41. Citroën AX "Opération Dragon"

Parmi les 100 Citroën de la rue Linois, ma préférée c'était celle-ci. Une AX 11 TRE de 1988. Un petit bijou équipé d'un 1,1l 55ch, de quoi atteindre 158km/h. La liste des équipements faisait rêver : deux rétroviseurs extérieurs, accoudoirs de portière, boite à gant, montre à aiguille, allume-cigare et enjoliveurs ! Tout cela pour 59 000frs. Wahou !

Trêve de plaisanterie, cette voiture m'attirait car elle a participé à l'Opération Dragon, un raid Citroën AX à travers la Chine. En 1988, la Chine était encore un pays très fermé, sur lequel on avait peu d'informations. J'en avais dévoré le compte-rendu dans L'Automobile Magazine et cela participa à ma passion pour le Pays du Milieu...
Le 14 juillet 1988, cent-quarante Européens de moins de trente ans débarquaient à Hong-Kong. La métropole, ultra-moderne, était en pleine ébullition. C'était alors l'atelier du monde. Première étape : Shenzhen. Les cent-quarante participants devaient passer un permis Chinois, valable uniquement de durant le raid. Puis il montèrent vers le nord, direction Zhengzhou, via Wuhan (tiens, tiens...) Il découvrirent une Chine rurale et arriérée, encore bloquée au XIXe siècle. Les routes (des 2x1 voies) appartenaient aux carrioles et aux vélos, ainsi qu'à de rares camions "long capots". Total a du bâtir ses propres points de ravitaillement, faute de station-service ! Les buffles tiraient les charrues, le riz se battait à la main et les canards gris nageaient paisiblement dans des étangs non-pollués. Les quelques entreprises étaient surtout des artisans-potiers. Ensuite, ils prirent plein ouest vers Xi'an et ses guerriers de terracotta. Le périple revenait à Zhengzhou, afin de filer à Pékin, point d'arrivée, le 5 août. Dans la capitale, les AX découvrirent les joies du trafic, avec les "Shanghai" des hauts-fonctionnaires.
Le raid Opération Dragon faisait suite à une publicité où une AX parcourait la Muraille de Chine. C'était les années 80, le temps des pubs à gros budget. Pour exister face à la 205, l'AX se devait de sortir l'artillerie lourde. Après tout, dans le même esprit, la Visa avait fait la course avec un biplan dans un Mexique de pacotille (en fait, le spot fut tourné en Espagne), tandis que les R9 et R11 stoppaient un camion américain sans frein ! Sur YouTube, on retrouve ainsi quelques pépites...
Quand on voit aujourd'hui, la pauvreté de l'imagination des créatifs et l'extrême-prudence des services marketing...

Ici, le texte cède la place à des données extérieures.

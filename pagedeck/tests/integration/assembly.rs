//! Assembly guarantees: page count, order, rotation, blank pages.

use pagedeck::assemble::{AssembleOptions, Assembler, CompressionLevel, OutputMetadata};
use pagedeck::document::{DocumentHandle, DocumentRegistry};
use pagedeck::error::PagedeckError;
use pagedeck::ops;
use pagedeck::page::PageSize;
use pagedeck::sequence::PageSequence;

use crate::common::{assert_markers, handle, page_rotations};

#[test]
fn identity_round_trip_preserves_count_and_rotation() {
    let src = handle(5, "Doc");
    let seq = PageSequence::from_document(&src);

    let mut registry = DocumentRegistry::new();
    registry.insert(src);

    let bytes = Assembler::without_compression()
        .assemble(&seq, &registry)
        .unwrap();

    assert_markers(
        &bytes,
        &[
            "Doc-Page-1",
            "Doc-Page-2",
            "Doc-Page-3",
            "Doc-Page-4",
            "Doc-Page-5",
        ],
    );
    assert_eq!(page_rotations(&bytes), vec![0, 0, 0, 0, 0]);
}

#[test]
fn output_reopens_as_a_valid_source() {
    // The output of one editing session must be usable as the input of the
    // next.
    let src = handle(3, "Doc");
    let seq = PageSequence::from_document(&src);
    let reversed = ops::apply_permutation(&seq, &[3, 2, 1]).unwrap();

    let mut registry = DocumentRegistry::new();
    registry.insert(src);

    let bytes = Assembler::new().assemble(&reversed, &registry).unwrap();

    let reopened = DocumentHandle::parse(&bytes).unwrap();
    assert_eq!(reopened.page_count(), 3);

    let second_seq = PageSequence::from_document(&reopened);
    let mut second_registry = DocumentRegistry::new();
    second_registry.insert(reopened);

    let second_bytes = Assembler::without_compression()
        .assemble(&ops::apply_permutation(&second_seq, &[3, 2, 1]).unwrap(), &second_registry)
        .unwrap();

    // Reversed twice equals the original order
    assert_markers(&second_bytes, &["Doc-Page-1", "Doc-Page-2", "Doc-Page-3"]);
}

#[test]
fn per_entry_rotation_written_exactly() {
    let src = handle(4, "Doc");
    let mut seq = PageSequence::from_document(&src);
    seq = ops::set_rotation(&seq, 1, 90).unwrap();
    seq = ops::set_rotation(&seq, 2, 180).unwrap();
    seq = ops::set_rotation(&seq, 3, 270).unwrap();

    let mut registry = DocumentRegistry::new();
    registry.insert(src);

    let bytes = Assembler::without_compression()
        .assemble(&seq, &registry)
        .unwrap();

    assert_eq!(page_rotations(&bytes), vec![0, 90, 180, 270]);
}

#[test]
fn blank_pages_between_content_pages() {
    let src = handle(2, "Doc");
    let seq = PageSequence::from_document(&src);
    let with_blank =
        ops::insert_blank_at(&seq, 1, Some(PageSize::new(300.0, 400.0))).unwrap();

    let mut registry = DocumentRegistry::new();
    registry.insert(src);

    let bytes = Assembler::without_compression()
        .assemble(&with_blank, &registry)
        .unwrap();

    let reopened = DocumentHandle::parse(&bytes).unwrap();
    assert_eq!(reopened.page_count(), 3);

    let blank_size = reopened.page_size(1).unwrap();
    assert_eq!(blank_size.width, 300.0);
    assert_eq!(blank_size.height, 400.0);

    // Neighbors kept their content
    let markers = crate::common::page_markers(&bytes);
    assert!(markers[0].contains("Doc-Page-1"));
    assert!(markers[2].contains("Doc-Page-2"));
}

#[test]
fn inherited_attributes_survive_reparenting() {
    // MediaBox and Resources live on the source's Pages node; the pages
    // inherit them. Assembly reparents each page into a fresh tree, so
    // both must land on the page dictionaries themselves.
    let bytes = crate::common::pdf_bytes_inherited(2, "Inh");
    let src = DocumentHandle::parse(&bytes).unwrap();
    assert_eq!(src.page_size(0).unwrap().width, 612.0);

    let seq = PageSequence::from_document(&src);
    let mut registry = DocumentRegistry::new();
    registry.insert(src);

    let out = Assembler::without_compression()
        .assemble(&seq, &registry)
        .unwrap();

    let reopened = DocumentHandle::parse(&out).unwrap();
    assert_eq!(reopened.page_size(0).unwrap().width, 612.0);
    assert_eq!(reopened.page_size(1).unwrap().height, 792.0);

    let doc = lopdf::Document::load_mem(&out).unwrap();
    for (_, page_id) in doc.get_pages() {
        let page = doc.get_object(page_id).unwrap().as_dict().unwrap();
        assert!(page.has(b"MediaBox"));

        // The font referenced through the copied Resources survived pruning
        let resources = page.get(b"Resources").unwrap().as_dict().unwrap();
        let font_ref = resources
            .get(b"Font")
            .unwrap()
            .as_dict()
            .unwrap()
            .get(b"F1")
            .unwrap()
            .as_reference()
            .unwrap();
        let font = doc.get_object(font_ref).unwrap().as_dict().unwrap();
        assert!(font.has(b"BaseFont"));
    }

    assert_markers(&out, &["Inh-Page-1", "Inh-Page-2"]);
}

#[test]
fn every_compression_level_produces_a_loadable_document() {
    let src = handle(4, "Doc");
    let seq = PageSequence::from_document(&src);

    let mut registry = DocumentRegistry::new();
    registry.insert(src);

    for compression in [
        CompressionLevel::None,
        CompressionLevel::Standard,
        CompressionLevel::Maximum,
    ] {
        let assembler = Assembler::with_options(AssembleOptions {
            compression,
            ..Default::default()
        });
        let bytes = assembler.assemble(&seq, &registry).unwrap();
        let reopened = DocumentHandle::parse(&bytes).unwrap();
        assert_eq!(reopened.page_count(), 4, "level {compression:?}");
    }
}

#[test]
fn metadata_lands_in_the_output() {
    let src = handle(1, "Doc");
    let seq = PageSequence::from_document(&src);

    let mut registry = DocumentRegistry::new();
    registry.insert(src);

    let assembler = Assembler::with_options(AssembleOptions {
        compression: CompressionLevel::None,
        metadata: OutputMetadata::new(
            Some("Spliced".to_string()),
            Some("pagedeck tests".to_string()),
            Some("integration".to_string()),
            Some("pdf,pages".to_string()),
        ),
    });
    let bytes = assembler.assemble(&seq, &registry).unwrap();

    let doc = lopdf::Document::load_mem(&bytes).unwrap();
    let info_id = doc.trailer.get(b"Info").unwrap().as_reference().unwrap();
    let info = doc.get_object(info_id).unwrap().as_dict().unwrap();

    assert_eq!(
        info.get(b"Title").unwrap().as_str().unwrap(),
        b"Spliced".as_slice()
    );
    assert_eq!(
        info.get(b"Author").unwrap().as_str().unwrap(),
        b"pagedeck tests".as_slice()
    );
}

#[test]
fn serializing_a_sequence_without_its_source_fails() {
    let src = handle(2, "Doc");
    let seq = PageSequence::from_document(&src);
    drop(src);

    let result = Assembler::new().assemble(&seq, &DocumentRegistry::new());
    assert!(matches!(result, Err(PagedeckError::MissingSource { .. })));
}

#[tokio::test]
async fn async_serialize_matches_sync_assemble() {
    let src = handle(3, "Doc");
    let seq = PageSequence::from_document(&src);

    let mut registry = DocumentRegistry::new();
    registry.insert(src);

    let assembler = Assembler::without_compression();
    let sync_bytes = assembler.assemble(&seq, &registry).unwrap();
    let async_bytes = assembler.serialize(&seq, &registry).await.unwrap();

    assert_eq!(
        DocumentHandle::parse(&sync_bytes).unwrap().page_count(),
        DocumentHandle::parse(&async_bytes).unwrap().page_count()
    );
}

Le raid, lui, était un clin d’œil à la fois à la Croisière Jaune de 1931-1932 (bien que les AX n'empruntèrent pas un seul kilomètre du tracé...) et aux raids 2cv des années 70. Le message était que la nouvelle voiture des jeunes, c'était l'AX. La figure indéboulonnable de la 2cv s'effaçait après 40 années de règne. D'ailleurs, la production s'arrêtait l'année suivante... C'était un raid version année 80. Exit les nuits à la belle étoile et le hors-piste, place à deux semaines de routes bitumées, avec nuits à l’hôtel.
En fait, Citroën avait des arrières pensées commerciales. Avec son raid, certes, la firme aux chevrons voulait faire connaitre l'AX. Mais elle voulait surtout gagner en visibilité en Chine, à l'approche de ses grands débuts...

L'homme de l'ombre, c'était Paul Berliet. A la fin des années 50, une délégation Chinoise approchait l'usine Marocaine de Berliet. Pour la communauté internationale, les communistes n'étaient que des occupants. Ils ne reconnaissaient que le gouvernement exilé à Taïwan, en 1949. Paul Berliet a-t-il parlé au général De Gaulle ? Le président Français se rendit compte qu'en reconnaissant la République Populaire, il pouvait tisser avec des liens commerciaux et en bonus, il embêterait les Américains. La France fut le premier pays occidental à reconnaitre la République Populaire. En 1965, Georges Pompidou débarquait à Pékin avec des industriels Français, dont Paul Berliet. Ce dernier signa des accords de production sous licence de camions.
La Révolution Culturelle jeta un froid. En 1974, Renault racheta Berliet. Paul Berliet retourna en Chine et créa le Comité France-Chine. C'était LE point d'entrée des entrepreneurs français. A l'époque, Citroën avait pas mal d'invendus de DS. La légende dit que pour décrocher des contrats, les entrepreneurs offraient des DS aux officiels. En tout cas, la France était le premier partenaire commercial de la Chine.
En 1982, Berliet et Saviem fusionnèrent dans Renault V.I. Paul Berliet prit sa retraite. Il proposa tout de même à Renault de faire assembler des camions par la Second Auto Works. Un dossier vite expédié à la corbeille... A la même époque, Citroën répondit à un appel d'offres Chinois pour une grande berline, à produire à la Shanghai Automobile [and] Tractor Company (l'actuelle SAIC.) Les officiels hésitèrent entre la CX et la Volkswagen Santana. Cette dernière décrocha les faveurs, malgré l'expédition d'une centaine de CX, à titre gracieux... En guise de lot de consolation, PSA obtint l'assemblage de 505 et 504 par Guangzhou Automobile Company.
A la fin des années 80, la Chine rêvait de motoriser ses haut-fonctionnaires (il n'y avait pas encore vraiment de secteur privé) avec une voiture moderne. Citroën proposa la ZX ; pour la première fois, un modèle serait produit en Chine, peu après son introduction en Europe. Le partenaire fut la Second Auto Works (bientôt renommé DongFeng), basé à Wuhan. Et ça donna la Fukang, alias C-Elysée.
L'un des points marquants du documentaire, c'est l'absence de policiers. Aujourd'hui, dès qu'un occidental sort une caméra de TV, un homme en bleu s'approche pour vérifier que le journaliste a le droit d'être là et que les interviewés ne donnent pas des "informations erronées"... Mais en 1988, journalistes et photographes pouvaient errer presque sans chaperons...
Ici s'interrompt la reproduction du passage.